Each line that includes the word "before" should be copied from the records.
###
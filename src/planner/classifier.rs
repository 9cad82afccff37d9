use crate::models::{Meal, MealField, Slot};

/// Decides which slot contents may be overwritten by a shift.
///
/// A slot is overridable when it holds the empty placeholder or, unless
/// disabled, the variable ("to be decided") placeholder. Both comparisons
/// ignore case. An absent second lunch is overridable.
#[derive(Debug, Clone)]
pub struct Classifier {
    empty: String,
    empty_folded: String,
    variable_folded: String,
    variable_overridable: bool,
}

impl Classifier {
    pub fn new(empty: impl Into<String>, variable: impl Into<String>) -> Self {
        let empty = empty.into();
        let empty_folded = empty.to_lowercase();
        Self {
            empty,
            empty_folded,
            variable_folded: variable.into().to_lowercase(),
            variable_overridable: true,
        }
    }

    /// When false, only the empty placeholder counts as overridable.
    pub fn with_variable_overridable(mut self, overridable: bool) -> Self {
        self.variable_overridable = overridable;
        self
    }

    /// The placeholder written into cleared slots.
    pub fn empty(&self) -> &str {
        &self.empty
    }

    pub fn is_empty_value(&self, value: &str) -> bool {
        value.to_lowercase() == self.empty_folded
    }

    pub fn is_variable_value(&self, value: &str) -> bool {
        value.to_lowercase() == self.variable_folded
    }

    /// Frozen flags share the verdict of their slot's content.
    pub fn is_overridable(&self, meal: &Meal, field: MealField) -> bool {
        match meal.content(field.slot()) {
            None => true,
            Some(value) => {
                self.is_empty_value(value)
                    || (self.variable_overridable && self.is_variable_value(value))
            }
        }
    }

    /// True when every content field in `fields` is overridable.
    pub fn is_overridable_record(&self, meal: &Meal, fields: &[MealField]) -> bool {
        fields
            .iter()
            .filter(|f| !f.is_frozen_flag())
            .all(|f| self.is_overridable(meal, *f))
    }

    /// Slots still marked as "to be decided".
    pub fn variable_slots(&self, meal: &Meal) -> Vec<Slot> {
        Slot::ALL
            .into_iter()
            .filter(|slot| meal.content(*slot).is_some_and(|v| self.is_variable_value(v)))
            .collect()
    }
}
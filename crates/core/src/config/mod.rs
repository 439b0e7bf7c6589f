//! Application configuration with layered loading.
//!
//! This module provides configuration management using figment for layered
//! configuration loading from multiple sources:
//!
//! 1. Environment variables (DYNCACHE_*)
//! 2. TOML config file (if DYNCACHE_CONFIG_FILE set)
//! 3. Built-in defaults
//!
//! Cache groups are normally declared in the TOML file:
//!
//! ```toml
//! [[groups]]
//! name = "api"
//! patterns = ["^https://api\\.example\\.com/"]
//! strategy = "performance"
//! max_size = 100
//! max_age_ms = 3600000
//! timeout_ms = 5000
//! refresh_ahead_ms = 600000
//! ```

use std::fmt;
use std::path::PathBuf;
use std::str::FromStr;
use std::time::Duration;

use figment::{
    Figment,
    providers::{Env, Format, Serialized, Toml},
};
use serde::{Deserialize, Serialize};

use crate::Error;

mod validation;

pub use validation::ConfigError;

/// Request-handling strategy of a cache group.
#[derive(Debug, Clone, Copy, PartialEq, Eq, Serialize, Deserialize)]
#[serde(rename_all = "lowercase", try_from = "String")]
pub enum Strategy {
    /// Prefer the live network response, fall back to any cached copy.
    Freshness,
    /// Prefer a cached response inside the freshness window, refresh in background.
    Performance,
}

impl Strategy {
    pub fn as_str(&self) -> &'static str {
        match self {
            Strategy::Freshness => "freshness",
            Strategy::Performance => "performance",
        }
    }
}

impl FromStr for Strategy {
    type Err = Error;

    fn from_str(s: &str) -> Result<Self, Self::Err> {
        match s {
            "freshness" => Ok(Strategy::Freshness),
            "performance" => Ok(Strategy::Performance),
            other => Err(Error::UnknownStrategy(other.to_string())),
        }
    }
}

impl TryFrom<String> for Strategy {
    type Error = Error;

    fn try_from(value: String) -> Result<Self, Self::Error> {
        value.parse()
    }
}

impl fmt::Display for Strategy {
    fn fmt(&self, f: &mut fmt::Formatter<'_>) -> fmt::Result {
        f.write_str(self.as_str())
    }
}

/// Configuration of one cache group. Read-only once the group is built.
#[derive(Debug, Clone, Serialize, Deserialize)]
pub struct GroupConfig {
    /// Group name, used in the persisted store namespaces.
    pub name: String,

    /// URL regular expressions; a request belongs to the group if any matches.
    pub patterns: Vec<String>,

    pub strategy: Strategy,

    /// Maximum number of cached URLs before the least recently used is evicted.
    pub max_size: usize,

    /// Maximum age of a cached entry before it is considered stale.
    pub max_age_ms: u64,

    /// Network race timeout. Without it the network is fetched plainly.
    #[serde(default)]
    pub timeout_ms: Option<u64>,

    /// Age at which a fresh cached entry triggers a background refresh (performance only).
    #[serde(default)]
    pub refresh_ahead_ms: Option<u64>,
}

impl GroupConfig {
    pub fn new(name: impl Into<String>, patterns: Vec<String>, strategy: Strategy) -> Self {
        Self {
            name: name.into(),
            patterns,
            strategy,
            max_size: default_max_size(),
            max_age_ms: default_max_age_ms(),
            timeout_ms: None,
            refresh_ahead_ms: None,
        }
    }

    pub fn timeout(&self) -> Option<Duration> {
        self.timeout_ms.map(Duration::from_millis)
    }
}

/// Application configuration with layered loading.
///
/// Loading precedence (highest wins):
/// 1. Environment variables (DYNCACHE_*)
/// 2. TOML config file (if DYNCACHE_CONFIG_FILE set)
/// 3. Built-in defaults
#[derive(Debug, Clone, Serialize, Deserialize)]
pub struct AppConfig {
    /// Path to the SQLite store database.
    ///
    /// Set via DYNCACHE_DB_PATH environment variable.
    #[serde(default = "default_db_path")]
    pub db_path: PathBuf,

    /// Namespace prefix for every persisted store.
    ///
    /// Set via DYNCACHE_PREFIX environment variable.
    #[serde(default = "default_prefix")]
    pub prefix: String,

    /// User-Agent string for HTTP requests.
    ///
    /// Set via DYNCACHE_USER_AGENT environment variable.
    #[serde(default = "default_user_agent")]
    pub user_agent: String,

    /// Hard HTTP client timeout in milliseconds.
    ///
    /// Independent of the per-group race timeout: this one aborts the request.
    #[serde(default = "default_timeout_ms")]
    pub timeout_ms: u64,

    /// Cache groups, consulted in order.
    #[serde(default)]
    pub groups: Vec<GroupConfig>,
}

fn default_db_path() -> PathBuf {
    PathBuf::from("./dyncache.sqlite")
}

fn default_prefix() -> String {
    "dyncache".into()
}

fn default_user_agent() -> String {
    "dyncache/0.1".into()
}

fn default_timeout_ms() -> u64 {
    30_000
}

fn default_max_size() -> usize {
    100
}

fn default_max_age_ms() -> u64 {
    3_600_000
}

impl Default for AppConfig {
    fn default() -> Self {
        Self {
            db_path: default_db_path(),
            prefix: default_prefix(),
            user_agent: default_user_agent(),
            timeout_ms: default_timeout_ms(),
            groups: Vec::new(),
        }
    }
}

impl AppConfig {
    /// Timeout as Duration for use with reqwest.
    pub fn timeout(&self) -> Duration {
        Duration::from_millis(self.timeout_ms)
    }

    /// Load configuration from all sources with layered precedence.
    ///
    /// # Errors
    ///
    /// Returns `ConfigError` if the file or environment cannot be read or
    /// parsed (an unknown strategy name fails here), or if validation fails.
    pub fn load() -> Result<Self, ConfigError> {
        let mut figment = Figment::from(Serialized::defaults(Self::default()));

        if let Ok(config_path) = std::env::var("DYNCACHE_CONFIG_FILE") {
            figment = figment.merge(Toml::file(&config_path));
        }

        Self::extract(figment)
    }

    /// Load from a TOML string layered over the defaults.
    pub fn from_toml(toml: &str) -> Result<Self, ConfigError> {
        Self::extract(Figment::from(Serialized::defaults(Self::default())).merge(Toml::string(toml)))
    }

    fn extract(figment: Figment) -> Result<Self, ConfigError> {
        let figment = figment.merge(
            Env::prefixed("DYNCACHE_")
                .ignore(&["CONFIG_FILE"])
                .map(|key| key.as_str().to_lowercase().into())
                .split("__"),
        );

        let config: Self = figment.extract().map_err(|e| ConfigError::LoadFailed(e.to_string()))?;

        config.validate()?;

        Ok(config)
    }

    pub fn group(&self, name: &str) -> Option<&GroupConfig> {
        self.groups.iter().find(|g| g.name == name)
    }
}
###
**The completed task**
    /// Maximum number of cached URLs before the least recently used is evicted.
    /// Maximum age of a cached entry before it is considered stale.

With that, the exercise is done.